Records for this exercise
use clap::Parser;
use log;
use log::LevelFilter;
use log4rs::append::console::ConsoleAppender;
use log4rs::config::{Appender, Config, Root};
use log4rs::encode::pattern::PatternEncoder;
use rand::rngs::StdRng;
use rand::{Rng, SeedableRng};
use rand_distr::{Distribution, Poisson};

use rusty_axon::collection::SpikeCollection;
use rusty_axon::config::AnimationConfig;
use rusty_axon::error::SpikeError;
use rusty_axon::graph::{GraphContext, MatrixGraph};

#[derive(Parser, Debug)]
struct Args {
    /// The seed used for graph sampling and spike generation
    #[arg(long, default_value = "0")]
    seed: u64,
    /// The number of neurons (ignored when a graph file is given)
    #[arg(short = 'N', long, default_value = "12")]
    num_neurons: usize,
    /// A JSON graph file to animate instead of a random graph
    #[arg(long)]
    graph: Option<String>,
    /// A JSON configuration file for the spike collection
    #[arg(long)]
    config: Option<String>,
    /// The side of the square in which neurons are scattered
    #[arg(long, default_value = "100.0")]
    extent: f64,
    /// The minimum propagation speed
    #[arg(long, default_value = "5.0")]
    min_speed: f64,
    /// The maximum propagation speed
    #[arg(long, default_value = "20.0")]
    max_speed: f64,
    /// The mean number of new spikes per frame
    #[arg(long, default_value = "1.5")]
    spike_rate: f64,
    /// The duration of a frame
    #[arg(long, default_value = "0.1")]
    dt: f64,
    /// The number of frames
    #[arg(short = 'F', long, default_value = "100")]
    num_frames: usize,
    /// Print debug messages
    #[arg(short, long)]
    verbose: bool,
}

fn main() -> Result<(), SpikeError> {
    let args = Args::parse();

    let stdout = ConsoleAppender::builder()
        .encoder(Box::new(PatternEncoder::new("{l} - {m}\n")))
        .build();
    let level = if args.verbose {
        LevelFilter::Debug
    } else {
        LevelFilter::Info
    };
    let config = Config::builder()
        .appender(Appender::builder().build("stdout", Box::new(stdout)))
        .build(Root::builder().appender("stdout").build(level))
        .map_err(|e| SpikeError::IOError(e.to_string()))?;
    log4rs::init_config(config).map_err(|e| SpikeError::IOError(e.to_string()))?;

    log::info!("{:?}", args);

    let mut rng = StdRng::seed_from_u64(args.seed);

    let graph = match &args.graph {
        Some(path) => MatrixGraph::load_from(path)?,
        None => MatrixGraph::rand(
            args.num_neurons,
            args.extent,
            (args.min_speed, args.max_speed),
            &mut rng,
        )?,
    };
    let num_neurons = graph.num_nodes();
    if num_neurons < 2 {
        return Err(SpikeError::InvalidParameter(
            "At least two neurons are needed to animate spikes".to_string(),
        ));
    }
    log::info!("Graph: done! {} neurons", num_neurons);

    let animation_config = match &args.config {
        Some(path) => AnimationConfig::load_from(path)?,
        None => AnimationConfig {
            radius: 0.2,
            ..AnimationConfig::default()
        },
    };
    let mut spikes = SpikeCollection::with_config(&graph, &animation_config)?;

    let num_new_spikes = Poisson::new(args.spike_rate)
        .map_err(|e| SpikeError::InvalidParameter(e.to_string()))?;

    for frame in 0..args.num_frames {
        let num_new = num_new_spikes.sample(&mut rng) as usize;
        for _ in 0..num_new {
            let source_id = rng.gen_range(0..num_neurons);
            let target_id = (source_id + rng.gen_range(1..num_neurons)) % num_neurons;
            match spikes.add_spike((source_id, target_id)) {
                Ok(()) => {}
                Err(e @ SpikeError::ZeroOrNegativeLength { .. }) => log::warn!("{}", e),
                Err(e) => return Err(e),
            }
        }

        spikes.tick(args.dt)?;

        let coordinates = spikes.all_coordinates();
        log::info!(
            "Frame {}: {} spikes (capacity {})",
            frame,
            coordinates.len(),
            spikes.capacity()
        );
        for (spike, coordinate) in spikes.iter().zip(coordinates.iter()) {
            log::debug!(
                "  ({}, {}) at {:.3}: ({:.3}, {:.3})",
                spike.source_id(),
                spike.target_id(),
                spike.progress(),
                coordinate.x,
                coordinate.y
            );
        }
    }

    Ok(())
}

Task requirements
All the lines above need to be retyped exactly, with nothing left out.

Exercise output
use clap::Parser;
use log;
use log::LevelFilter;
use log4rs::append::console::ConsoleAppender;
use log4rs::config::{Appender, Config, Root};
use log4rs::encode::pattern::PatternEncoder;
use rand::rngs::StdRng;
use rand::{Rng, SeedableRng};
use rand_distr::{Distribution, Poisson};

use rusty_axon::collection::SpikeCollection;
use rusty_axon::config::AnimationConfig;
use rusty_axon::error::SpikeError;
use rusty_axon::graph::{GraphContext, MatrixGraph};

#[derive(Parser, Debug)]
struct Args {
    /// The seed used for graph sampling and spike generation
    #[arg(long, default_value = "0")]
    seed: u64,
    /// The number of neurons (ignored when a graph file is given)
    #[arg(short = 'N', long, default_value = "12")]
    num_neurons: usize,
    /// A JSON graph file to animate instead of a random graph
    #[arg(long)]
    graph: Option<String>,
    /// A JSON configuration file for the spike collection
    #[arg(long)]
    config: Option<String>,
    /// The side of the square in which neurons are scattered
    #[arg(long, default_value = "100.0")]
    extent: f64,
    /// The minimum propagation speed
    #[arg(long, default_value = "5.0")]
    min_speed: f64,
    /// The maximum propagation speed
    #[arg(long, default_value = "20.0")]
    max_speed: f64,
    /// The mean number of new spikes per frame
    #[arg(long, default_value = "1.5")]
    spike_rate: f64,
    /// The duration of a frame
    #[arg(long, default_value = "0.1")]
    dt: f64,
    /// The number of frames
    #[arg(short = 'F', long, default_value = "100")]
    num_frames: usize,
    /// Print debug messages
    #[arg(short, long)]
    verbose: bool,
}

fn main() -> Result<(), SpikeError> {
    let args = Args::parse();

    let stdout = ConsoleAppender::builder()
        .encoder(Box::new(PatternEncoder::new("{l} - {m}\n")))
        .build();
    let level = if args.verbose {
        LevelFilter::Debug
    } else {
        LevelFilter::Info
    };
    let config = Config::builder()
        .appender(Appender::builder().build("stdout", Box::new(stdout)))
        .build(Root::builder().appender("stdout").build(level))
        .map_err(|e| SpikeError::IOError(e.to_string()))?;
    log4rs::init_config(config).map_err(|e| SpikeError::IOError(e.to_string()))?;

    log::info!("{:?}", args);

    let mut rng = StdRng::seed_from_u64(args.seed);

    let graph = match &args.graph {
        Some(path) => MatrixGraph::load_from(path)?,
        None => MatrixGraph::rand(
            args.num_neurons,
            args.extent,
            (args.min_speed, args.max_speed),
            &mut rng,
        )?,
    };
    let num_neurons = graph.num_nodes();
    if num_neurons < 2 {
        return Err(SpikeError::InvalidParameter(
            "At least two neurons are needed to animate spikes".to_string(),
        ));
    }
    log::info!("Graph: done! {} neurons", num_neurons);

    let animation_config = match &args.config {
        Some(path) => AnimationConfig::load_from(path)?,
        None => AnimationConfig {
            radius: 0.2,
            ..AnimationConfig::default()
        },
    };
    let mut spikes = SpikeCollection::with_config(&graph, &animation_config)?;

    let num_new_spikes = Poisson::new(args.spike_rate)
        .map_err(|e| SpikeError::InvalidParameter(e.to_string()))?;

    for frame in 0..args.num_frames {
        let num_new = num_new_spikes.sample(&mut rng) as usize;
        for _ in 0..num_new {
            let source_id = rng.gen_range(0..num_neurons);
            let target_id = (source_id + rng.gen_range(1..num_neurons)) % num_neurons;
            match spikes.add_spike((source_id, target_id)) {
                Ok(()) => {}
                Err(e @ SpikeError::ZeroOrNegativeLength { .. }) => log::warn!("{}", e),
                Err(e) => return Err(e),
            }
        }

        spikes.tick(args.dt)?;

        let coordinates = spikes.all_coordinates();
        log::info!(
            "Frame {}: {} spikes (capacity {})",
            frame,
            coordinates.len(),
            spikes.capacity()
        );
        for (spike, coordinate) in spikes.iter().zip(coordinates.iter()) {
            log::debug!(
                "  ({}, {}) at {:.3}: ({:.3}, {:.3})",
                spike.source_id(),
                spike.target_id(),
                spike.progress(),
                coordinate.x,
                coordinate.y
            );
        }
    }

    Ok(())
}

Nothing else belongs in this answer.